The aims of this study were two-fold: to characterize the in vivo ³¹P NMR spectrum of human breast tumours by identifying the metabolites contributing to each peak; and to demonstrate changes in the detectability of the phosphodiester (PDE) peak at varying field strengths. This was achieved by obtaining ³¹P spectra from 23 patients in vivo at 1.5 T and also of 11 perchloric acid (PCA) extracts and 3 chloroform-methanol (CM) extracts of tumour biopsy samples at 9.4 T. In spectra acquired in vivo the percentage areas for each peak were: phosphomenoester (PME), 15%; P_i, 11%; PDE 35%; phosphocreatine, 5%; γ-NTP, 11%; α-NTP, 11% and β-NTP, 12% of the total spectral area.

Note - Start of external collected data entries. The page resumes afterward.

use crate::{model::SchemaError, value::CoercionError};
use std::fmt;
use thiserror::Error as ThisError;

///
/// InternalError
///
/// Structured runtime error with a stable internal classification.
/// Every value of this type is unrecoverable for the current reconciliation
/// pass: the caller must abort the pass and discard its write context.
///

#[derive(Debug, ThisError)]
#[error("{message}")]
pub struct InternalError {
    pub class: ErrorClass,
    pub origin: ErrorOrigin,
    pub message: String,

    /// Optional structured error detail.
    /// The variant (if present) must correspond to `origin`.
    pub detail: Option<ErrorDetail>,
}

impl InternalError {
    /// Construct an InternalError with optional origin-specific detail.
    pub fn new(class: ErrorClass, origin: ErrorOrigin, message: impl Into<String>) -> Self {
        let message = message.into();

        let detail = match (class, origin) {
            (ErrorClass::Corruption, ErrorOrigin::Store) => {
                Some(ErrorDetail::Store(StoreError::Corrupt {
                    message: message.clone(),
                }))
            }
            (ErrorClass::InvariantViolation, ErrorOrigin::Store) => {
                Some(ErrorDetail::Store(StoreError::InvariantViolation {
                    message: message.clone(),
                }))
            }
            _ => None,
        };

        Self {
            class,
            origin,
            message,
            detail,
        }
    }

    /// Construct a store-origin internal error.
    pub(crate) fn store_internal(message: impl Into<String>) -> Self {
        Self::new(ErrorClass::Internal, ErrorOrigin::Store, message.into())
    }

    /// Construct a store-origin unsupported error.
    pub(crate) fn store_unsupported(message: impl Into<String>) -> Self {
        Self::new(ErrorClass::Unsupported, ErrorOrigin::Store, message.into())
    }

    /// Construct a store-origin invariant violation.
    pub(crate) fn store_invariant(message: impl Into<String>) -> Self {
        Self::new(
            ErrorClass::InvariantViolation,
            ErrorOrigin::Store,
            message.into(),
        )
    }

    /// Construct an identity-origin internal error.
    pub(crate) fn identity_internal(message: impl Into<String>) -> Self {
        Self::new(ErrorClass::Internal, ErrorOrigin::Identity, message.into())
    }

    /// Construct a reconcile-origin invariant violation.
    pub(crate) fn reconcile_invariant(message: impl Into<String>) -> Self {
        Self::new(
            ErrorClass::InvariantViolation,
            ErrorOrigin::Reconcile,
            message.into(),
        )
    }

    pub fn store_not_found(key: impl Into<String>) -> Self {
        let key = key.into();

        Self {
            class: ErrorClass::NotFound,
            origin: ErrorOrigin::Store,
            message: format!("object not found: {key}"),
            detail: Some(ErrorDetail::Store(StoreError::NotFound { key })),
        }
    }

    /// Construct a standardized unknown-entity-type error.
    ///
    /// Raised when a type name reaches the engine that the metadata provider
    /// does not know; this replaces runtime class-name resolution failures.
    pub fn unknown_entity(origin: ErrorOrigin, name: impl Into<String>) -> Self {
        let name = name.into();

        Self::new(
            ErrorClass::Unsupported,
            origin,
            format!("unknown entity type: '{name}'"),
        )
    }

    #[must_use]
    pub const fn is_not_found(&self) -> bool {
        matches!(
            self.detail,
            Some(ErrorDetail::Store(StoreError::NotFound { .. }))
        )
    }

    #[must_use]
    pub fn display_with_class(&self) -> String {
        format!("{}:{}: {}", self.origin, self.class, self.message)
    }
}

///
/// ErrorDetail
///
/// Structured, origin-specific error detail carried by [`InternalError`].
///

#[derive(Debug, ThisError)]
pub enum ErrorDetail {
    #[error("{0}")]
    Store(StoreError),
    #[error("{0}")]
    Schema(SchemaError),
    #[error("{0}")]
    Coercion(CoercionError),
}

impl From<SchemaError> for InternalError {
    fn from(err: SchemaError) -> Self {
        Self {
            class: ErrorClass::InvariantViolation,
            origin: ErrorOrigin::Schema,
            message: err.to_string(),
            detail: Some(ErrorDetail::Schema(err)),
        }
    }
}

impl From<CoercionError> for InternalError {
    fn from(err: CoercionError) -> Self {
        Self {
            class: ErrorClass::InvariantViolation,
            origin: ErrorOrigin::Reconcile,
            message: err.to_string(),
            detail: Some(ErrorDetail::Coercion(err)),
        }
    }
}

///
/// StoreError
///
/// Store-specific structured error detail.
/// Never returned directly; always wrapped in [`ErrorDetail::Store`].
///

#[derive(Debug, ThisError)]
pub enum StoreError {
    #[error("key not found: {key}")]
    NotFound { key: String },

    #[error("store corruption: {message}")]
    Corrupt { message: String },

    #[error("store invariant violation: {message}")]
    InvariantViolation { message: String },
}

///
/// ErrorClass
/// Internal error taxonomy for runtime classification.
///

#[derive(Clone, Copy, Debug, Eq, PartialEq)]
pub enum ErrorClass {
    Corruption,
    NotFound,
    Internal,
    Unsupported,
    InvariantViolation,
}

impl fmt::Display for ErrorClass {
    fn fmt(&self, f: &mut fmt::Formatter<'_>) -> fmt::Result {
        let label = match self {
            Self::Corruption => "corruption",
            Self::NotFound => "not_found",
            Self::Internal => "internal",
            Self::Unsupported => "unsupported",
            Self::InvariantViolation => "invariant_violation",
        };
        write!(f, "{label}")
    }
}

///
/// ErrorOrigin
/// Internal origin taxonomy for runtime classification.
///

#[derive(Clone, Copy, Debug, Eq, PartialEq)]
pub enum ErrorOrigin {
    Schema,
    Store,
    Identity,
    Reconcile,
    Snapshot,
}

impl fmt::Display for ErrorOrigin {
    fn fmt(&self, f: &mut fmt::Formatter<'_>) -> fmt::Result {
        let label = match self {
            Self::Schema => "schema",
            Self::Store => "store",
            Self::Identity => "identity",
            Self::Reconcile => "reconcile",
            Self::Snapshot => "snapshot",
        };
        write!(f, "{label}")
    }
}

PCA extracts showed the PME peak to be > 70% phosphorylethanolamine whilst the PDE peak included almost equal proportions of glycerophosphorylethanolamine and glycerophosphorylcholine. CM extracts of tumours revealed additional metabolites in the PDE region suggesting that the large PDE peak observed in vivo could arise mainly from phospholipids. Spectra of human breast tumour xenografts examined in vivo at both 1.9 T and 9.4 T confirmed that the presence of a large PDE peak in vivo was a function of field strength. Further experiments with microsomal membranes from rat mammary tumours at 1.5 and 9.4 T demonstrated that phospholipids are more clearly visible at the lower field strength due to a substantial decrease in linewidth.